As a student at UNC Greensboro in the early 2000s, DJ Summitt rarely missed a women’s or men’s soccer game. He has fond memories of cheering on the Spartans against Furman’s Clint Dempsey – now an American soccer legend – and traveling across the state and beyond to support the women.
So when the avid soccer fan walked into a bar a few weeks ago and saw his motion graphic work for the 2018 FIFA World Cup on the TV screen, it was a special moment.
Summitt has built an impressive resume since graduating in 2003 with a bachelor’s degree in media studies. He’s worked on feature films and has produced promotion and in-show graphics for a number of TV shows, including “CSI” and “Survivor.” He also spent seven years as a creative director at HP.
About a year ago, Summitt decided to build his own motion design business.

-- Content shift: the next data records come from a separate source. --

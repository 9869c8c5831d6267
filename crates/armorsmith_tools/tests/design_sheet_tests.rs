//! Tests for the shipped design sheets.
//!
//! Every sheet under `assets/designs` must parse, build and pass
//! validation.

use std::path::{Path, PathBuf};

use armorsmith_core::budget;
use armorsmith_core::catalog::EquipmentCatalog;
use armorsmith_tools::sheets::{load_sheet, sheet_paths};
use armorsmith_tools::validate::validate_design_directory;

/// Helper to locate the design directory.
fn designs_dir() -> PathBuf {
    // Try multiple paths (running from workspace root or crate directory)
    let paths = [
        Path::new("crates/armorsmith_tools/assets/designs"),
        Path::new("assets/designs"),
    ];
    for path in &paths {
        if path.exists() {
            return path.to_path_buf();
        }
    }
    panic!("Could not find design directory. Tried: {paths:?}");
}

#[test]
fn test_shipped_designs_are_legal() {
    let catalog = EquipmentCatalog::standard();
    let report = validate_design_directory(&designs_dir(), &catalog).unwrap();
    assert_eq!(report.outcomes.len(), 3);
    for outcome in &report.outcomes {
        assert!(outcome.failure.is_none(), "{outcome}");
    }
}

#[test]
fn test_shipped_design_masses() {
    let catalog = EquipmentCatalog::standard();
    let mut masses: Vec<(String, u32)> = sheet_paths(&designs_dir())
        .unwrap()
        .iter()
        .map(|path| {
            let config = load_sheet(path).unwrap().build(&catalog).unwrap();
            (config.name.clone(), budget::total_mass(&config, &catalog).unwrap())
        })
        .collect();
    masses.sort();
    assert_eq!(
        masses,
        vec![
            ("Grenadiers".to_string(), 685),
            ("Quad Scouts".to_string(), 530),
            ("Strikers".to_string(), 720),
        ]
    );
}
//! Design sheet validation.
//!
//! Every sheet in a directory is loaded, built and checked against the
//! construction rules. One bad sheet does not stop the others.

use std::fmt;
use std::path::{Path, PathBuf};

use armorsmith_core::catalog::EquipmentCatalog;
use armorsmith_core::data::DesignSheet;
use armorsmith_core::validate::{validate, Validity};

use crate::error::{ToolError, ToolResult};
use crate::sheets::{load_sheet, sheet_paths};

/// Result of checking one sheet.
#[derive(Debug, Clone, PartialEq, Eq)]
pub struct SheetOutcome {
    /// Sheet file.
    pub path: PathBuf,
    /// `None` when legal, otherwise why it failed.
    pub failure: Option<String>,
}

impl fmt::Display for SheetOutcome {
    fn fmt(&self, f: &mut fmt::Formatter<'_>) -> fmt::Result {
        match &self.failure {
            None => write!(f, "ok    {}", self.path.display()),
            Some(reason) => write!(f, "FAIL  {}: {reason}", self.path.display()),
        }
    }
}

/// Outcomes for a whole directory.
#[derive(Debug, Clone, Default, PartialEq, Eq)]
pub struct ValidationReport {
    /// One outcome per sheet, sorted by path.
    pub outcomes: Vec<SheetOutcome>,
}

impl ValidationReport {
    /// Number of failing sheets.
    #[must_use]
    pub fn failed(&self) -> usize {
        self.outcomes.iter().filter(|o| o.failure.is_some()).count()
    }

    /// Whether every sheet passed.
    #[must_use]
    pub fn is_clean(&self) -> bool {
        self.failed() == 0
    }

    /// Convert into an error when any sheet failed.
    ///
    /// # Errors
    ///
    /// Returns [`ToolError::SheetsFailed`] if any sheet failed.
    pub fn into_result(self) -> ToolResult<()> {
        if self.is_clean() {
            return Ok(());
        }
        Err(ToolError::SheetsFailed {
            failed: self.failed(),
            total: self.outcomes.len(),
        })
    }
}

/// Build a sheet and check it.
///
/// # Errors
///
/// Returns an error if the sheet names something the catalog or tables
/// do not have.
pub fn validate_sheet(sheet: &DesignSheet, catalog: &EquipmentCatalog) -> ToolResult<Validity> {
    let config = sheet.build(catalog)?;
    Ok(validate(&config, catalog)?)
}

fn check_file(path: &Path, catalog: &EquipmentCatalog) -> Option<String> {
    let sheet = match load_sheet(path) {
        Ok(sheet) => sheet,
        Err(e) => return Some(e.to_string()),
    };
    match validate_sheet(&sheet, catalog) {
        Ok(Validity::Valid) => None,
        Ok(Validity::Invalid(reason)) => Some(reason),
        Err(e) => Some(e.to_string()),
    }
}

/// Validate all design sheets in a directory.
///
/// # Errors
///
/// Returns an error only if the directory itself cannot be read; sheet
/// failures are collected in the report.
pub fn validate_design_directory(
    dir: &Path,
    catalog: &EquipmentCatalog,
) -> ToolResult<ValidationReport> {
    let mut report = ValidationReport::default();
    for path in sheet_paths(dir)? {
        let failure = check_file(&path, catalog);
        if let Some(reason) = &failure {
            tracing::warn!(path = %path.display(), %reason, "Design sheet failed");
        }
        report.outcomes.push(SheetOutcome { path, failure });
    }
    tracing::info!(
        "Checked {} design sheets in {}, {} failed",
        report.outcomes.len(),
        dir.display(),
        report.failed()
    );
    Ok(report)
}

#[cfg(test)]
mod tests {
    use super::*;
    use armorsmith_test_utils::fixtures::GRENADIERS_SHEET;

    fn write_dir(name: &str, files: &[(&str, &str)]) -> PathBuf {
        let dir = std::env::temp_dir().join(name);
        let _ = std::fs::remove_dir_all(&dir);
        std::fs::create_dir_all(&dir).unwrap();
        for (file, contents) in files {
            std::fs::write(dir.join(file), contents).unwrap();
        }
        dir
    }

    #[test]
    fn test_clean_directory() {
        let dir = write_dir(
            "armorsmith_validate_clean",
            &[("grenadiers.ron", GRENADIERS_SHEET), ("notes.txt", "ignored")],
        );
        let report = validate_design_directory(&dir, &EquipmentCatalog::standard()).unwrap();
        assert_eq!(report.outcomes.len(), 1);
        assert!(report.is_clean());
        assert!(report.into_result().is_ok());
        let _ = std::fs::remove_dir_all(dir);
    }

    #[test]
    fn test_failures_are_collected() {
        let dir = write_dir(
            "armorsmith_validate_failures",
            &[
                ("a_grenadiers.ron", GRENADIERS_SHEET),
                ("b_broken.ron", "DesignSheet("),
                ("c_quad.ron", r#"DesignSheet(name: "Bad Quad", shape: Quad, weight_class: Minimal)"#),
                ("d_unknown.ron", r#"DesignSheet(name: "Lost", torso: ["Railgun"])"#),
            ],
        );
        let report = validate_design_directory(&dir, &EquipmentCatalog::standard()).unwrap();
        assert_eq!(report.outcomes.len(), 4);
        assert_eq!(report.failed(), 3);
        assert_eq!(
            report.outcomes[2].failure.as_deref(),
            Some("Quad chassis cannot be built in the Minimal weight class")
        );
        assert!(matches!(
            report.into_result(),
            Err(ToolError::SheetsFailed { failed: 3, total: 4 })
        ));
        let _ = std::fs::remove_dir_all(dir);
    }
}
//! Error types for the designer tools.

use armorsmith_core::collaborators::PersistenceError;
use armorsmith_core::error::ConstructionError;
use thiserror::Error;

/// Errors raised by the designer tools.
#[derive(Debug, Error)]
pub enum ToolError {
    /// Failed to read a file or directory.
    #[error("Failed to read '{path}': {source}")]
    Io {
        /// Path that failed.
        path: String,
        /// Underlying IO error.
        #[source]
        source: std::io::Error,
    },

    /// Failed to parse a design sheet.
    #[error("Failed to parse design sheet '{path}': {source}")]
    Parse {
        /// Path to the sheet.
        path: String,
        /// Underlying parse error.
        #[source]
        source: ron::error::SpannedError,
    },

    /// The rules engine rejected the design.
    #[error(transparent)]
    Construction(#[from] ConstructionError),

    /// Saving or loading a unit record failed.
    #[error(transparent)]
    Persistence(#[from] PersistenceError),

    /// One or more sheets in a directory failed.
    #[error("{failed} of {total} design sheets failed validation")]
    SheetsFailed {
        /// Number of failing sheets.
        failed: usize,
        /// Number of sheets checked.
        total: usize,
    },
}

/// Result type for tool operations.
pub type ToolResult<T> = Result<T, ToolError>;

A few months later, he landed the kind of project that all designers (and diehard soccer fans) dream about: the World Cup.

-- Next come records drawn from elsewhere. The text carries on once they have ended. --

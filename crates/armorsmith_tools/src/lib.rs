//! # Armorsmith Designer Tools
//!
//! Command-line tools for squad designers:
//! - Catalog listing with lineage and location filters
//! - Design sheet loading and previews
//! - Directory-wide sheet validation
//! - Committing designs to saved unit records

#![forbid(unsafe_code)]
#![warn(missing_docs)]
#![warn(clippy::all, clippy::pedantic)]

pub mod commands;
pub mod error;
pub mod sheets;
pub mod validate;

Throughout the winter and spring, Summitt worked with a team of designers on the final production of motion graphics for FOX’s broadcast of the World Cup. The graphics you see in the lower third of the screen, the flags of each country, the different transitions – much of this work has been touched by Summitt.

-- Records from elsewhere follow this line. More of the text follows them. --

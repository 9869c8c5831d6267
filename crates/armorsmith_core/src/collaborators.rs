//! Narrow interfaces to the collaborators outside the rules engine:
//! player roster, unit persistence and unit transport.
//!
//! The engine never interprets collaborator failures; persistence errors
//! are returned unchanged through [`PersistenceError`].

use std::collections::HashMap;
use std::path::{Path, PathBuf};

use ron::ser::PrettyConfig;
use serde::{Deserialize, Serialize};
use thiserror::Error;
use tokio::sync::mpsc::{self, UnboundedReceiver, UnboundedSender};

use crate::export::{UnitRecord, RECORD_VERSION};

// ============================================================================
// Roster
// ============================================================================

/// Identity of a player who can own units.
#[derive(Debug, Clone, Copy, PartialEq, Eq, Hash, Serialize, Deserialize)]
pub struct PlayerId(pub u32);

impl PlayerId {
    /// Create a new player ID.
    #[must_use]
    pub const fn new(id: u32) -> Self {
        Self(id)
    }
}

/// Resolves player names to identities.
pub trait PlayerRoster {
    /// Look up a player by name.
    fn lookup(&self, name: &str) -> Option<PlayerId>;
}

/// In-memory roster.
#[derive(Debug, Clone, Default)]
pub struct StaticRoster {
    players: HashMap<String, PlayerId>,
}

impl StaticRoster {
    /// Create an empty roster.
    #[must_use]
    pub fn new() -> Self {
        Self::default()
    }

    /// Add a player.
    #[must_use]
    pub fn with_player(mut self, name: impl Into<String>, id: PlayerId) -> Self {
        self.players.insert(name.into(), id);
        self
    }
}

impl PlayerRoster for StaticRoster {
    fn lookup(&self, name: &str) -> Option<PlayerId> {
        self.players.get(name).copied()
    }
}

// ============================================================================
// Persistence
// ============================================================================

/// Failures reported by persistence and transport encoding.
#[derive(Debug, Error)]
pub enum PersistenceError {
    /// Failed to read or write a file.
    #[error("Failed to access '{path}': {source}")]
    Io {
        /// Path that failed.
        path: String,
        /// Underlying IO error.
        #[source]
        source: std::io::Error,
    },

    /// Failed to parse a RON file.
    #[error("Failed to parse RON file '{path}': {source}")]
    Parse {
        /// Path that failed.
        path: String,
        /// Underlying parse error.
        #[source]
        source: ron::error::SpannedError,
    },

    /// Failed to write RON.
    #[error("Failed to serialize unit record: {0}")]
    Serialize(#[from] ron::Error),

    /// Failed to encode or decode the binary payload.
    #[error("Failed to encode unit record: {0}")]
    Encode(#[from] bincode::Error),

    /// Record written by an incompatible version.
    #[error("Unit record version mismatch: expected {expected}, got {found}")]
    VersionMismatch {
        /// Version this build reads.
        expected: u32,
        /// Version found in the record.
        found: u32,
    },
}

/// Saves and loads unit records by name.
pub trait UnitStore {
    /// Save a record under a name, replacing any previous one.
    ///
    /// # Errors
    ///
    /// Returns a [`PersistenceError`] if the record cannot be written.
    fn save(&self, record: &UnitRecord, name: &str) -> Result<(), PersistenceError>;

    /// Load the record saved under a name.
    ///
    /// # Errors
    ///
    /// Returns a [`PersistenceError`] if the record is missing or unreadable.
    fn load(&self, name: &str) -> Result<UnitRecord, PersistenceError>;
}

/// Stores each record as a pretty-printed RON file in a directory.
#[derive(Debug, Clone)]
pub struct FileUnitStore {
    root: PathBuf,
}

impl FileUnitStore {
    /// Create a store rooted at a directory. The directory is created on
    /// first save.
    #[must_use]
    pub fn new(root: impl Into<PathBuf>) -> Self {
        Self { root: root.into() }
    }

    /// Directory holding the records.
    #[must_use]
    pub fn root(&self) -> &Path {
        &self.root
    }

    /// File a record name maps to.
    #[must_use]
    pub fn path_for(&self, name: &str) -> PathBuf {
        let stem: String = name
            .chars()
            .map(|c| if c.is_ascii_alphanumeric() || c == '-' { c } else { '_' })
            .collect();
        self.root.join(format!("{stem}.ron"))
    }
}

impl UnitStore for FileUnitStore {
    fn save(&self, record: &UnitRecord, name: &str) -> Result<(), PersistenceError> {
        let path = self.path_for(name);
        std::fs::create_dir_all(&self.root).map_err(|source| PersistenceError::Io {
            path: self.root.display().to_string(),
            source,
        })?;
        let text = ron::ser::to_string_pretty(record, PrettyConfig::default())?;
        std::fs::write(&path, text).map_err(|source| PersistenceError::Io {
            path: path.display().to_string(),
            source,
        })?;
        tracing::debug!(path = %path.display(), "Saved unit record");
        Ok(())
    }

    fn load(&self, name: &str) -> Result<UnitRecord, PersistenceError> {
        let path = self.path_for(name);
        let text = std::fs::read_to_string(&path).map_err(|source| PersistenceError::Io {
            path: path.display().to_string(),
            source,
        })?;
        let record: UnitRecord = ron::from_str(&text).map_err(|source| PersistenceError::Parse {
            path: path.display().to_string(),
            source,
        })?;
        check_version(&record)?;
        tracing::debug!(path = %path.display(), "Loaded unit record");
        Ok(record)
    }
}

fn check_version(record: &UnitRecord) -> Result<(), PersistenceError> {
    if record.version != RECORD_VERSION {
        return Err(PersistenceError::VersionMismatch {
            expected: RECORD_VERSION,
            found: record.version,
        });
    }
    Ok(())
}

// ============================================================================
// Transport
// ============================================================================

impl UnitRecord {
    /// Encode as a compact binary payload.
    ///
    /// # Errors
    ///
    /// Returns [`PersistenceError::Encode`] if encoding fails.
    pub fn to_bytes(&self) -> Result<Vec<u8>, PersistenceError> {
        Ok(bincode::serialize(self)?)
    }

    /// Decode a binary payload.
    ///
    /// # Errors
    ///
    /// Returns [`PersistenceError::Encode`] for malformed bytes or
    /// [`PersistenceError::VersionMismatch`] for an incompatible record.
    pub fn from_bytes(bytes: &[u8]) -> Result<Self, PersistenceError> {
        let record: Self = bincode::deserialize(bytes)?;
        check_version(&record)?;
        Ok(record)
    }
}

/// Hands finished units to the rest of the running system.
pub trait UnitTransport {
    /// Deliver a record. Fire and forget.
    fn deliver(&self, record: UnitRecord);
}

/// Transport backed by an unbounded tokio channel.
///
/// Sending never blocks and needs no runtime; the receiving side may be
/// polled from async code or drained with `try_recv`.
#[derive(Debug, Clone)]
pub struct ChannelTransport {
    sender: UnboundedSender<UnitRecord>,
}

impl ChannelTransport {
    /// Create a transport and the receiver it feeds.
    #[must_use]
    pub fn channel() -> (Self, UnboundedReceiver<UnitRecord>) {
        let (sender, receiver) = mpsc::unbounded_channel();
        (Self { sender }, receiver)
    }
}

impl UnitTransport for ChannelTransport {
    fn deliver(&self, record: UnitRecord) {
        let name = record.name.clone();
        if self.sender.send(record).is_err() {
            tracing::warn!(unit = %name, "Unit transport closed, record dropped");
        }
    }
}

“It’s been an honor. I learned so much on this project,” he said. “The way those graphics are created is different than anything I’ve done before. It gives you confidence, working on a project of that scale and caliber.”
Motion design in its current form didn’t exist when Summitt was a student at UNCG. However, the basic principles of visual storytelling haven’t changed.
“Professor Matthew Barr really taught me a lot about how to emotionally frame an image and a story,” he said. “I have a foundation that a lot of motion designers don’t have.”
Currently, Summitt is working on a feature film and a pilot, designing videos for a biotech firm in California, and planning for some big upcoming projects.
And, of course, he’s watching as much of the World Cup as he can.
His advice for students is this:
“Every job has been around in some capacity for millennia. A thousand years ago we didn’t have motion designers, but we did have storytellers and artists. Figure out how people used to do your job, and learn those fundamentals. You want to compete not with technology or price, but with ideas.”